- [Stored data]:

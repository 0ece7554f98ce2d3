//! Greedy fill engine.
//!
//! Target rows are processed in their original order. Each row that lacks a
//! value takes the best-scoring available reference key when that score
//! reaches the threshold. With duplicate prevention on, the winning key is
//! consumed and no later row can use it, so earlier rows win contested keys
//! even when a later row would have scored higher. The consumed set is
//! threaded through [`match_row`] explicitly.

use fuzzyfill_model::{ColumnName, Table, normalize_key};
use serde::{Deserialize, Serialize};
use tracing::{debug, info, info_span};

use crate::error::{MatchError, Result};
use crate::pool::{ConsumedKeys, ReferencePool};
use crate::result::{FillReport, FillSummary, MatchOutcome, MatchResult, assemble};
use crate::scorer::Scorer;

/// Default minimum score for accepting a match.
pub const DEFAULT_THRESHOLD: u8 = 80;

/// Options controlling a fill run.
#[derive(Debug, Clone, Copy, PartialEq, Eq, Serialize, Deserialize)]
pub struct MatchOptions {
    /// Minimum score (0 to 100) a candidate needs to fill a row.
    pub threshold: u8,
    /// Similarity strategy used for every comparison of the run.
    pub scorer: Scorer,
    /// Whether each reference key may fill at most one row.
    pub prevent_duplicates: bool,
}

impl Default for MatchOptions {
    fn default() -> Self {
        Self {
            threshold: DEFAULT_THRESHOLD,
            scorer: Scorer::default(),
            prevent_duplicates: false,
        }
    }
}

impl MatchOptions {
    pub fn new(threshold: u8, scorer: Scorer, prevent_duplicates: bool) -> Self {
        Self {
            threshold,
            scorer,
            prevent_duplicates,
        }
    }

    #[must_use]
    pub fn with_threshold(mut self, threshold: u8) -> Self {
        self.threshold = threshold;
        self
    }

    #[must_use]
    pub fn with_scorer(mut self, scorer: Scorer) -> Self {
        self.scorer = scorer;
        self
    }

    #[must_use]
    pub fn with_prevent_duplicates(mut self, enable: bool) -> Self {
        self.prevent_duplicates = enable;
        self
    }

    pub fn validate(&self) -> Result<()> {
        if self.threshold > 100 {
            return Err(MatchError::InvalidThreshold(self.threshold));
        }
        Ok(())
    }
}

/// Column names a fill run reads and writes.
#[derive(Debug, Clone, PartialEq, Eq, Serialize, Deserialize)]
pub struct FillColumns {
    /// Match key column in the target table.
    pub target_key: String,
    /// Column of the target table that gets filled; created when absent.
    pub target_fill: String,
    /// Match key column in the reference table.
    pub reference_key: String,
    /// Payload column in the reference table.
    pub reference_value: String,
}

impl FillColumns {
    /// Fills a target column named like the reference payload column.
    pub fn new(
        target_key: impl Into<String>,
        reference_key: impl Into<String>,
        reference_value: impl Into<String>,
    ) -> Self {
        let reference_value = reference_value.into();
        Self {
            target_key: target_key.into(),
            target_fill: reference_value.clone(),
            reference_key: reference_key.into(),
            reference_value,
        }
    }

    #[must_use]
    pub fn with_target_fill(mut self, column: impl Into<String>) -> Self {
        self.target_fill = column.into();
        self
    }

    /// Returns the names as column names: trimmed, and rejected when blank.
    fn normalized(self) -> Result<Self> {
        let normalize = |name: String| -> Result<String> {
            Ok(ColumnName::new(name)?.as_str().to_string())
        };
        Ok(Self {
            target_key: normalize(self.target_key)?,
            target_fill: normalize(self.target_fill)?,
            reference_key: normalize(self.reference_key)?,
            reference_value: normalize(self.reference_value)?,
        })
    }
}

/// A target row reduced to what matching needs.
#[derive(Debug, Clone, PartialEq, Eq)]
pub struct TargetRecord {
    pub index: usize,
    /// Normalized match key.
    pub key: String,
    /// Whether the fill column already holds a value.
    pub has_value: bool,
}

impl TargetRecord {
    pub fn new(index: usize, key: &str, has_value: bool) -> Self {
        Self {
            index,
            key: key.trim().to_lowercase(),
            has_value,
        }
    }

    /// Extracts records from the target table; fails if the key column is
    /// missing.
    pub fn from_table(targets: &Table, columns: &FillColumns) -> Result<Vec<Self>> {
        let key_column = targets.require_column(&columns.target_key, "target")?;
        let fill_column = ColumnName::new(columns.target_fill.as_str())?;
        Ok(targets
            .rows
            .iter()
            .map(|row| Self {
                index: row.index,
                key: normalize_key(row.get(key_column.as_str())),
                has_value: !row.get(fill_column.as_str()).is_missing(),
            })
            .collect())
    }
}

/// A scored reference key.
#[derive(Debug, Clone, Copy, PartialEq, Eq)]
pub struct Candidate<'a> {
    pub key: &'a str,
    pub score: u8,
}

/// Highest-scoring candidate; the earliest one wins ties.
pub fn best_match<'a>(key: &str, candidates: &[&'a str], scorer: Scorer) -> Option<Candidate<'a>> {
    let mut best: Option<Candidate<'a>> = None;
    for &candidate in candidates {
        let score = scorer.score(key, candidate);
        if best.is_none_or(|current| score > current.score) {
            best = Some(Candidate {
                key: candidate,
                score,
            });
            if score == 100 {
                break;
            }
        }
    }
    best
}

/// Processes a single row against the pool.
///
/// Takes the consumed set as it stands before this row and returns it as it
/// stands after; only a successful fill with duplicate prevention on adds
/// to it.
pub fn match_row(
    record: &TargetRecord,
    pool: &ReferencePool,
    consumed: ConsumedKeys,
    options: &MatchOptions,
) -> (MatchResult, ConsumedKeys) {
    let scorer = options.scorer;
    if record.has_value {
        return (
            MatchResult::unfilled(record.index, scorer, MatchOutcome::Prefilled),
            consumed,
        );
    }

    let available = pool.available_keys(&consumed, options.prevent_duplicates);
    let Some(best) = best_match(&record.key, &available, scorer) else {
        return (
            MatchResult::unfilled(record.index, scorer, MatchOutcome::NoCandidates),
            consumed,
        );
    };

    if best.score < options.threshold {
        let outcome = MatchOutcome::BelowThreshold {
            best_key: best.key.to_string(),
            best_score: best.score,
        };
        return (MatchResult::unfilled(record.index, scorer, outcome), consumed);
    }

    let value = pool.value(best.key).cloned().unwrap_or_default();
    let result = MatchResult::filled(record.index, scorer, best.key, best.score, value);
    let consumed = if options.prevent_duplicates {
        consumed.consume(best.key)
    } else {
        consumed
    };
    (result, consumed)
}

/// Runs [`match_row`] over every record in order, starting from an empty
/// consumed set.
pub fn fill_missing(
    records: &[TargetRecord],
    pool: &ReferencePool,
    options: &MatchOptions,
) -> Result<Vec<MatchResult>> {
    options.validate()?;
    let mut consumed = ConsumedKeys::new();
    let mut results = Vec::with_capacity(records.len());
    for record in records {
        let (result, next) = match_row(record, pool, consumed, options);
        consumed = next;
        debug!(
            row = result.index,
            score = result.score,
            outcome = result.outcome.label(),
            "row processed"
        );
        results.push(result);
    }
    Ok(results)
}

/// Configured fill run over a target and a reference table.
#[derive(Debug, Clone)]
pub struct FillEngine {
    columns: FillColumns,
    options: MatchOptions,
}

impl FillEngine {
    /// Validates options and column names up front.
    pub fn new(columns: FillColumns, options: MatchOptions) -> Result<Self> {
        options.validate()?;
        let columns = columns.normalized()?;
        Ok(Self { columns, options })
    }

    pub fn columns(&self) -> &FillColumns {
        &self.columns
    }

    pub fn options(&self) -> &MatchOptions {
        &self.options
    }

    /// Fills missing target values from the reference table.
    ///
    /// Missing key or payload columns are reported before any row is
    /// processed.
    pub fn run(&self, targets: &Table, reference: &Table) -> Result<FillReport> {
        let span = info_span!(
            "fill",
            scorer = %self.options.scorer,
            threshold = self.options.threshold,
            prevent_duplicates = self.options.prevent_duplicates
        );
        let _guard = span.enter();

        let pool = ReferencePool::build(
            reference,
            &self.columns.reference_key,
            &self.columns.reference_value,
        )?;
        let records = TargetRecord::from_table(targets, &self.columns)?;
        debug!(
            target_rows = records.len(),
            reference_keys = pool.len(),
            "reference pool built"
        );

        let results = fill_missing(&records, &pool, &self.options)?;
        let table = assemble(targets, &self.columns, &results)?;
        let summary = FillSummary::from_results(&results, pool.len(), &self.options);
        info!(
            total_rows = summary.total_rows,
            matched_rows = summary.matched_rows,
            prefilled_rows = summary.prefilled_rows,
            unmatched_rows = summary.unmatched_rows,
            "fill run complete"
        );
        Ok(FillReport {
            table,
            results,
            summary,
        })
    }
}

#[cfg(test)]
mod tests {
    use super::*;

    fn record(index: usize, key: &str) -> TargetRecord {
        TargetRecord::new(index, key, false)
    }

    #[test]
    fn best_match_first_hit_wins_ties() {
        let candidates = ["acme corp", "corp acme"];
        let best = best_match("acme corp", &candidates, Scorer::TokenSort).unwrap();
        assert_eq!(best.key, "acme corp");

        let candidates = ["corp acme", "acme corp"];
        let best = best_match("acme corp", &candidates, Scorer::TokenSort).unwrap();
        assert_eq!(best.key, "corp acme");
        assert_eq!(best.score, 100);
    }

    #[test]
    fn best_match_empty_candidates() {
        assert_eq!(best_match("acme", &[], Scorer::Ratio), None);
    }

    #[test]
    fn match_row_threads_consumed_set() {
        let pool = ReferencePool::from_entries(vec![("acme", "X")]);
        let options = MatchOptions::new(80, Scorer::Ratio, true);

        let (first, consumed) = match_row(&record(0, "acme"), &pool, ConsumedKeys::new(), &options);
        assert!(first.is_filled());
        assert!(consumed.contains("acme"));

        let (second, consumed) = match_row(&record(1, "acme"), &pool, consumed, &options);
        assert_eq!(second.outcome, MatchOutcome::NoCandidates);
        assert_eq!(consumed.len(), 1);
    }

    #[test]
    fn match_row_without_prevention_leaves_set_untouched() {
        let pool = ReferencePool::from_entries(vec![("acme", "X")]);
        let options = MatchOptions::new(80, Scorer::Ratio, false);
        let (result, consumed) = match_row(&record(0, "acme"), &pool, ConsumedKeys::new(), &options);
        assert!(result.is_filled());
        assert!(consumed.is_empty());
    }

    #[test]
    fn below_threshold_records_best_candidate() {
        let pool = ReferencePool::from_entries(vec![("globex", "G")]);
        let options = MatchOptions::new(80, Scorer::Ratio, false);
        let (result, _) = match_row(&record(0, "acme"), &pool, ConsumedKeys::new(), &options);
        assert_eq!(result.score, 0);
        assert!(result.matched_key.is_empty());
        assert!(matches!(
            result.outcome,
            MatchOutcome::BelowThreshold { ref best_key, .. } if best_key == "globex"
        ));
    }

    #[test]
    fn invalid_threshold_rejected_before_run() {
        let pool = ReferencePool::default();
        let options = MatchOptions::default().with_threshold(101);
        assert_eq!(
            fill_missing(&[record(0, "a")], &pool, &options),
            Err(MatchError::InvalidThreshold(101))
        );
    }

    #[test]
    fn engine_keeps_normalized_column_names() {
        let columns = FillColumns::new(" key", "key ", "value").with_target_fill("\u{feff}Region ");
        let engine = FillEngine::new(columns, MatchOptions::default()).unwrap();
        assert_eq!(engine.columns().target_key, "key");
        assert_eq!(engine.columns().reference_key, "key");
        assert_eq!(engine.columns().target_fill, "Region");
    }

    #[test]
    fn blank_column_name_rejected() {
        let columns = FillColumns::new("name", "name", "value").with_target_fill("  ");
        assert!(FillEngine::new(columns, MatchOptions::default()).is_err());
    }
}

- [Exercise description]:
Among the records, find all lines that include the string "every" and return them.

- [Exercise output]:
    /// Similarity strategy used for every comparison of the run.
/// Runs [`match_row`] over every record in order, starting from an empty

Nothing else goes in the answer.